- Category: The Dobotomy
This was originally submitted to and posted by The Hockey News, ESPN.com and MSN.ca on Monday the 26th.
The key element you are looking for, as far as the rest of the season goes, is finding out which players are going to pop over the final six or seven weeks. With players getting moved from one team to another, you need to know if those players will increase or decrease their production. Keith Tkachuk heading to Atlanta, for example, means an obvious pop in his production. His season was pretty poor in St. Louis, as his 43 points in 61 games was on pace to put him below 60 points. While he loses three games in the deal (Atlanta has played three more games than St. Louis), he was brought in to line up with Ilya Kovalchuk, which will see to it that he puts up a point per game going forward.
Tuesday, February 27 is the NHL trade deadline and in many hockey pools the deadline is close to, if not exactly, the same time. Those of you in one-year pools may not have as many big decisions to make as keeper-league poolies, but the pressure is still great and the need for swift action is equally strong.
What is not as obvious is the fact that the aforementioned Kovalchuk is having a miserable season, putting up less than a point per game while suffering through a weak merry-go-round of pivots such as Steve Rucchin, Glen Metropolit and Niko Kapanen. Tkachuk up the middle on his line will push Kovalchuk back into his old superstar self (although the term “old” seems silly to slap on a 23-year-old, but you get the picture).
What is also not as obvious is the fact that Slava Kozlov gets the majority of his points on the power play and although he will remain on a line with Marian Hossa when the team is at even strength, Tkachuk will siphon away his power-play time like an SUV at the gas pump. These are the types of subtleties that the one-year fantasy owner must act on.

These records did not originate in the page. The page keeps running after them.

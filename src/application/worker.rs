//! Background runner for dispatched call jobs

use super::entrypoint::{run_call_job, CallDependencies, CallJob, CallSettings, JobError, JobOutcome};
use crate::domain::appointment::AppointmentBook;
use crate::domain::call_control::CallControl;
use crate::domain::session::SessionConnector;
use std::sync::Arc;
use tracing::{error, info, Instrument};

/// Accepts jobs and runs them without blocking the caller
#[cfg_attr(test, mockall::automock)]
pub trait JobRunner: Send + Sync {
    fn spawn(&self, job: CallJob);
}

#[derive(Clone)]
pub struct CallWorker {
    settings: CallSettings,
    call_control: Arc<dyn CallControl>,
    appointments: Arc<dyn AppointmentBook>,
    sessions: Arc<dyn SessionConnector>,
}

impl CallWorker {
    pub fn new(
        settings: CallSettings,
        call_control: Arc<dyn CallControl>,
        appointments: Arc<dyn AppointmentBook>,
        sessions: Arc<dyn SessionConnector>,
    ) -> Self {
        Self {
            settings,
            call_control,
            appointments,
            sessions,
        }
    }

    /// Open a session for the job and run it to the end
    pub async fn run(&self, job: CallJob) -> Result<JobOutcome, JobError> {
        let session = self.sessions.connect().await?;
        run_call_job(
            &job,
            &self.settings,
            CallDependencies {
                call_control: self.call_control.clone(),
                session,
                appointments: self.appointments.clone(),
            },
        )
        .await
    }
}

impl JobRunner for CallWorker {
    fn spawn(&self, job: CallJob) {
        let worker = self.clone();
        let span = tracing::info_span!("call_job", job_id = %job.job_id, room = %job.room_name);
        tokio::spawn(
            async move {
                match worker.run(job).await {
                    Ok(outcome) => info!("job finished: {:?}", outcome),
                    Err(e) => error!("job failed: {}", e),
                }
            }
            .instrument(span),
        );
    }
}

#[cfg(test)]
mod tests {
    use super::*;
    use crate::domain::appointment::StaticAppointmentBook;
    use crate::domain::call_control::MockCallControl;
    use crate::domain::session::{MockSessionConnector, SessionError};
    use std::time::Duration;

    fn settings() -> CallSettings {
        CallSettings {
            sip_trunk_id: "ST_trunk".to_string(),
            caller_number: "+17345214522".to_string(),
            participant_wait_timeout: Duration::from_secs(1),
            instructions: String::new(),
        }
    }

    #[tokio::test]
    async fn test_session_connect_failure_skips_dial() {
        let mut call_control = MockCallControl::new();
        call_control.expect_create_sip_participant().times(0);

        let mut sessions = MockSessionConnector::new();
        sessions
            .expect_connect()
            .times(1)
            .returning(|| Err(SessionError::Connection("refused".to_string())));

        let worker = CallWorker::new(
            settings(),
            Arc::new(call_control),
            Arc::new(StaticAppointmentBook::default()),
            Arc::new(sessions),
        );
        let result = worker
            .run(CallJob::new("call-1", r#"{"phone_number": "+918980579954"}"#))
            .await;
        assert!(matches!(result, Err(JobError::Session(_))));
    }
}
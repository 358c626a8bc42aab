//! Outbound Caller - An AI voice agent that places follow-up calls
//!
//! Dials a patient over a SIP trunk, lets a conversational agent confirm
//! their appointment, and hands the call to a human when asked.

pub mod application;
pub mod config;
pub mod domain;
pub mod infrastructure;
pub mod interface;

// Re-export commonly used types
pub use domain::shared::error::DomainError;
pub use domain::shared::error::Result;
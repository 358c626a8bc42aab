//! JSON response envelopes

use serde::Serialize;

/// Generic API response
#[derive(Debug, Serialize)]
pub struct ApiResponse<T> {
    pub success: bool,
    pub data: Option<T>,
    pub error: Option<String>,
}

impl<T> ApiResponse<T> {
    pub fn success(data: T) -> Self {
        Self {
            success: true,
            data: Some(data),
            error: None,
        }
    }

    pub fn error(message: String) -> Self {
        Self {
            success: false,
            data: None,
            error: Some(message),
        }
    }
}

/// Answer to an accepted call job
#[derive(Debug, Serialize)]
pub struct JobAccepted {
    pub job_id: String,
    pub room_name: String,
}
//! Agent session over the speech pipeline bridge

pub mod bridge;
pub mod protocol;

pub use bridge::BridgeSession;

use crate::domain::session::{AgentSession, SessionConnector, SessionError};
use async_trait::async_trait;
use std::sync::Arc;

/// Opens a fresh bridge connection for every call
#[derive(Debug, Clone)]
pub struct BridgeConnector {
    url: String,
}

impl BridgeConnector {
    pub fn new(url: impl Into<String>) -> Self {
        Self { url: url.into() }
    }
}

#[async_trait]
impl SessionConnector for BridgeConnector {
    async fn connect(&self) -> Result<Arc<dyn AgentSession>, SessionError> {
        let session = BridgeSession::connect(&self.url).await?;
        Ok(Arc::new(session))
    }
}
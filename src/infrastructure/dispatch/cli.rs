//! Dispatch by shelling out to the LiveKit CLI
//!
//! `lk dispatch create --new-room --agent-name <name> --metadata <json>`.
//! Credentials (`LIVEKIT_URL`, `LIVEKIT_API_KEY`, `LIVEKIT_API_SECRET`) are
//! inherited from the environment.

use crate::config::DispatchConfig;
use crate::domain::dispatch::{DispatchError, DispatchReceipt, DispatchRequest, Dispatcher};
use async_trait::async_trait;
use std::ffi::OsString;
use std::io::ErrorKind;
use std::path::PathBuf;
use std::process::Stdio;
use std::time::Duration;
use tokio::process::Command;
use tracing::{info, warn};

#[derive(Debug, Clone)]
pub struct CliDispatcher {
    program: String,
    agent_name: String,
    bin_dir: PathBuf,
    timeout: Duration,
}

impl CliDispatcher {
    pub fn new(program: &str, agent_name: &str, bin_dir: PathBuf, timeout: Duration) -> Self {
        Self {
            program: program.to_string(),
            agent_name: agent_name.to_string(),
            bin_dir,
            timeout,
        }
    }

    pub fn from_config(config: &DispatchConfig, agent_name: &str) -> Self {
        Self::new(
            &config.program,
            agent_name,
            config.bin_dir.clone(),
            config.timeout(),
        )
    }

    pub fn args(&self, request: &DispatchRequest) -> Vec<String> {
        vec![
            "dispatch".to_string(),
            "create".to_string(),
            "--new-room".to_string(),
            "--agent-name".to_string(),
            self.agent_name.clone(),
            "--metadata".to_string(),
            request.metadata(),
        ]
    }

    /// PATH for the child: the local bin directory first, then the inherited PATH
    pub fn search_path(&self) -> OsString {
        let bin_dir = if self.bin_dir.is_absolute() {
            self.bin_dir.clone()
        } else {
            std::env::current_dir()
                .map(|cwd| cwd.join(&self.bin_dir))
                .unwrap_or_else(|_| self.bin_dir.clone())
        };

        let mut dirs = vec![bin_dir];
        if let Some(path) = std::env::var_os("PATH") {
            dirs.extend(std::env::split_paths(&path));
        }
        std::env::join_paths(dirs).unwrap_or_else(|_| std::env::var_os("PATH").unwrap_or_default())
    }
}

#[async_trait]
impl Dispatcher for CliDispatcher {
    async fn dispatch(&self, request: &DispatchRequest) -> Result<DispatchReceipt, DispatchError> {
        info!(
            program = %self.program,
            agent = %self.agent_name,
            "dispatching call to {}",
            request.phone_number()
        );

        let mut command = Command::new(&self.program);
        command
            .args(self.args(request))
            .env("PATH", self.search_path())
            .stdin(Stdio::null())
            .stdout(Stdio::piped())
            .stderr(Stdio::piped())
            .kill_on_drop(true);

        let output = tokio::time::timeout(self.timeout, command.output())
            .await
            .map_err(|_| {
                DispatchError::Io(format!(
                    "{} timed out after {} seconds",
                    self.program,
                    self.timeout.as_secs()
                ))
            })?
            .map_err(|e| match e.kind() {
                ErrorKind::NotFound => DispatchError::NotFound(self.program.clone()),
                _ => DispatchError::Io(format!("failed to run {}: {}", self.program, e)),
            })?;

        let stdout = String::from_utf8_lossy(&output.stdout).to_string();
        let stderr = String::from_utf8_lossy(&output.stderr).to_string();

        if !output.status.success() {
            warn!(status = %output.status, "dispatch command failed");
            return Err(DispatchError::CommandFailed {
                status: output.status.to_string(),
                stdout,
                stderr,
            });
        }

        Ok(DispatchReceipt { stdout, stderr })
    }

    fn program(&self) -> String {
        self.program.clone()
    }
}

#[cfg(test)]
mod tests {
    use super::*;

    fn request() -> DispatchRequest {
        DispatchRequest::from_form("+918980579954", "+17345214522").unwrap()
    }

    fn dispatcher(program: &str) -> CliDispatcher {
        CliDispatcher::new(
            program,
            "outbound-caller",
            PathBuf::from("bin"),
            Duration::from_secs(10),
        )
    }

    #[test]
    fn test_args() {
        let args = dispatcher("lk").args(&request());
        assert_eq!(
            &args[..6],
            &["dispatch", "create", "--new-room", "--agent-name", "outbound-caller", "--metadata"]
        );
        let metadata: serde_json::Value = serde_json::from_str(&args[6]).unwrap();
        assert_eq!(metadata["phone_number"], "+918980579954");
        assert_eq!(metadata["transfer_to"], "+17345214522");
    }

    #[test]
    fn test_search_path_starts_with_bin_dir() {
        let path = dispatcher("lk").search_path();
        let first = std::env::split_paths(&path).next().unwrap();
        assert!(first.is_absolute());
        assert!(first.ends_with("bin"));
    }

    #[tokio::test]
    async fn test_missing_program() {
        let result = dispatcher("definitely-not-a-dispatch-cli").dispatch(&request()).await;
        assert_eq!(
            result,
            Err(DispatchError::NotFound("definitely-not-a-dispatch-cli".to_string()))
        );
    }

    #[cfg(unix)]
    #[tokio::test]
    async fn test_captures_stdout() {
        let receipt = dispatcher("echo").dispatch(&request()).await.unwrap();
        assert!(receipt
            .stdout
            .starts_with("dispatch create --new-room --agent-name outbound-caller --metadata"));
        assert!(receipt.stderr.is_empty());
    }

    #[cfg(unix)]
    #[tokio::test]
    async fn test_non_zero_exit() {
        // `sh dispatch ...` fails: there is no script named `dispatch`
        let result = dispatcher("sh").dispatch(&request()).await;
        match result {
            Err(DispatchError::CommandFailed { stderr, .. }) => assert!(!stderr.is_empty()),
            other => panic!("expected CommandFailed, got {:?}", other),
        }
    }
}
//! The follow-up call agent and the tools it exposes
//!
//! One `OutboundCaller` exists per call. It remembers the dial information
//! and the callee participant, and turns the model's tool calls into call
//! control requests or static appointment answers.

use super::tools::{required_str, Tool, ToolRegistry};
use crate::domain::appointment::{AppointmentBook, Availability};
use crate::domain::call_control::{CallControl, CallControlError, Participant};
use crate::domain::dial_info::DialInfo;
use crate::domain::prompt::{TRANSFER_FAILED, TRANSFER_NOTICE};
use crate::domain::session::{AgentSession, ToolOutput};
use crate::infrastructure::call_metrics;
use anyhow::Result;
use async_trait::async_trait;
use serde_json::{json, Value};
use std::sync::atomic::{AtomicBool, Ordering};
use std::sync::{Arc, RwLock};
use tracing::{debug, error, info, warn};

/// Returned to the model when no transfer number was supplied
pub const CANNOT_TRANSFER: &str = "cannot transfer call";

pub struct OutboundCaller {
    dial_info: DialInfo,
    room_name: String,
    participant: RwLock<Option<Participant>>,
    call_control: Arc<dyn CallControl>,
    session: Arc<dyn AgentSession>,
    appointments: Arc<dyn AppointmentBook>,
    hung_up: AtomicBool,
}

impl OutboundCaller {
    pub fn new(
        dial_info: DialInfo,
        room_name: impl Into<String>,
        call_control: Arc<dyn CallControl>,
        session: Arc<dyn AgentSession>,
        appointments: Arc<dyn AppointmentBook>,
    ) -> Self {
        Self {
            dial_info,
            room_name: room_name.into(),
            participant: RwLock::new(None),
            call_control,
            session,
            appointments,
            hung_up: AtomicBool::new(false),
        }
    }

    pub fn dial_info(&self) -> &DialInfo {
        &self.dial_info
    }

    pub fn room_name(&self) -> &str {
        &self.room_name
    }

    /// Keep the callee for transfers and logging
    pub fn set_participant(&self, participant: Participant) {
        if let Ok(mut slot) = self.participant.write() {
            *slot = Some(participant);
        }
    }

    /// Identity of the joined callee, or the dialed identity before the join
    pub fn participant_identity(&self) -> String {
        self.participant
            .read()
            .ok()
            .and_then(|p| p.as_ref().map(|p| p.identity.clone()))
            .unwrap_or_else(|| self.dial_info.participant_identity().to_string())
    }

    pub fn is_hung_up(&self) -> bool {
        self.hung_up.load(Ordering::SeqCst)
    }

    /// Hang up by deleting the room. Only the first call does anything.
    pub async fn hangup(&self) -> std::result::Result<(), CallControlError> {
        if self.hung_up.swap(true, Ordering::SeqCst) {
            debug!(room = %self.room_name, "call already torn down");
            return Ok(());
        }

        info!(room = %self.room_name, "hanging up");
        call_metrics::record_hangup();
        self.call_control.delete_room(&self.room_name).await
    }

    /// Transfer the call to a human agent, after telling the user
    pub async fn transfer_call(&self) -> Result<ToolOutput> {
        let Some(transfer_to) = self.dial_info.transfer_to.as_ref() else {
            return Ok(ToolOutput::Text(CANNOT_TRANSFER.to_string()));
        };

        info!("transferring call to {}", transfer_to);

        // let the message play fully before transferring
        if let Err(e) = self.session.generate_reply(TRANSFER_NOTICE).await {
            warn!("could not announce transfer: {}", e);
        }

        let identity = self.participant_identity();
        match self
            .call_control
            .transfer_sip_participant(&self.room_name, &identity, &transfer_to.tel_uri())
            .await
        {
            Ok(()) => {
                info!("transferred call to {}", transfer_to);
                call_metrics::record_transfer(true);
            }
            Err(e) => {
                error!("error transferring call: {}", e);
                call_metrics::record_transfer(false);
                if let Err(e) = self.session.generate_reply(TRANSFER_FAILED).await {
                    warn!("could not announce transfer failure: {}", e);
                }
                if let Err(e) = self.hangup().await {
                    error!("error hanging up after failed transfer: {}", e);
                }
            }
        }

        Ok(ToolOutput::Empty)
    }

    /// Hang up once the agent has finished speaking
    pub async fn end_call(&self) -> Result<ToolOutput> {
        info!("ending the call for {}", self.participant_identity());

        if let Err(e) = self.session.wait_for_playout().await {
            warn!("could not wait for playout: {}", e);
        }

        self.hangup().await?;
        Ok(ToolOutput::Empty)
    }

    pub async fn look_up_availability(&self, date: &str) -> Availability {
        info!(
            "looking up availability for {} on {}",
            self.participant_identity(),
            date
        );
        self.appointments.availability(date).await
    }

    pub async fn confirm_appointment(&self, date: &str, time: &str) -> String {
        info!(
            "confirming appointment for {} on {} at {}",
            self.participant_identity(),
            date,
            time
        );
        self.appointments.confirm(date, time).await
    }

    pub async fn detected_answering_machine(&self) -> Result<ToolOutput> {
        info!("detected answering machine for {}", self.participant_identity());
        self.hangup().await?;
        Ok(ToolOutput::Empty)
    }

    /// Registry with every tool this agent offers
    pub fn tool_registry(self: &Arc<Self>) -> ToolRegistry {
        let mut registry = ToolRegistry::new();
        registry.register(Arc::new(TransferCallTool(self.clone())));
        registry.register(Arc::new(EndCallTool(self.clone())));
        registry.register(Arc::new(LookUpAvailabilityTool(self.clone())));
        registry.register(Arc::new(ConfirmAppointmentTool(self.clone())));
        registry.register(Arc::new(DetectedAnsweringMachineTool(self.clone())));
        registry
    }
}

fn no_parameters() -> Value {
    json!({ "type": "object", "properties": {} })
}

pub struct TransferCallTool(Arc<OutboundCaller>);

#[async_trait]
impl Tool for TransferCallTool {
    fn name(&self) -> &str {
        "transfer_call"
    }

    fn description(&self) -> &str {
        "Transfer the call to a human agent, called after confirming with the user"
    }

    fn parameters(&self) -> Value {
        no_parameters()
    }

    async fn execute(&self, _args: Value) -> Result<ToolOutput> {
        self.0.transfer_call().await
    }
}

pub struct EndCallTool(Arc<OutboundCaller>);

#[async_trait]
impl Tool for EndCallTool {
    fn name(&self) -> &str {
        "end_call"
    }

    fn description(&self) -> &str {
        "Called when the user wants to end the call"
    }

    fn parameters(&self) -> Value {
        no_parameters()
    }

    async fn execute(&self, _args: Value) -> Result<ToolOutput> {
        self.0.end_call().await
    }
}

pub struct LookUpAvailabilityTool(Arc<OutboundCaller>);

#[async_trait]
impl Tool for LookUpAvailabilityTool {
    fn name(&self) -> &str {
        "look_up_availability"
    }

    fn description(&self) -> &str {
        "Called when the user asks about alternative appointment availability"
    }

    fn parameters(&self) -> Value {
        json!({
            "type": "object",
            "properties": {
                "date": {
                    "type": "string",
                    "description": "The date of the appointment to check availability for"
                }
            },
            "required": ["date"]
        })
    }

    async fn execute(&self, args: Value) -> Result<ToolOutput> {
        let date = required_str(&args, "date")?;
        let availability = self.0.look_up_availability(date).await;
        Ok(ToolOutput::Json(serde_json::to_value(availability)?))
    }
}

pub struct ConfirmAppointmentTool(Arc<OutboundCaller>);

#[async_trait]
impl Tool for ConfirmAppointmentTool {
    fn name(&self) -> &str {
        "confirm_appointment"
    }

    fn description(&self) -> &str {
        "Called when the user confirms their appointment on a specific date. \
         Use this tool only when they are certain about the date and time."
    }

    fn parameters(&self) -> Value {
        json!({
            "type": "object",
            "properties": {
                "date": { "type": "string", "description": "The date of the appointment" },
                "time": { "type": "string", "description": "The time of the appointment" }
            },
            "required": ["date", "time"]
        })
    }

    async fn execute(&self, args: Value) -> Result<ToolOutput> {
        let date = required_str(&args, "date")?;
        let time = required_str(&args, "time")?;
        Ok(ToolOutput::Text(self.0.confirm_appointment(date, time).await))
    }
}

pub struct DetectedAnsweringMachineTool(Arc<OutboundCaller>);

#[async_trait]
impl Tool for DetectedAnsweringMachineTool {
    fn name(&self) -> &str {
        "detected_answering_machine"
    }

    fn description(&self) -> &str {
        "Called when the call reaches voicemail. Use this tool AFTER you hear the voicemail greeting"
    }

    fn parameters(&self) -> Value {
        no_parameters()
    }

    async fn execute(&self, _args: Value) -> Result<ToolOutput> {
        self.0.detected_answering_machine().await
    }
}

In keeper leagues, the strategy is completely different. In a typical 12-team league, you will probably have four teams that are definitely going for it, four teams that are definitely not, and four teams that are making that tough decision – push for the trophy or rebuild for next season. If your pool includes the playoffs, then the value of certain players is impacted that much more if they are moved to a new team: that Columbus player you owned (i.e. Anson Carter) is now on the defending Stanley Cup champions. Suddenly, a team that is built for some playoff damage in your pool is calling you and inquiring about him.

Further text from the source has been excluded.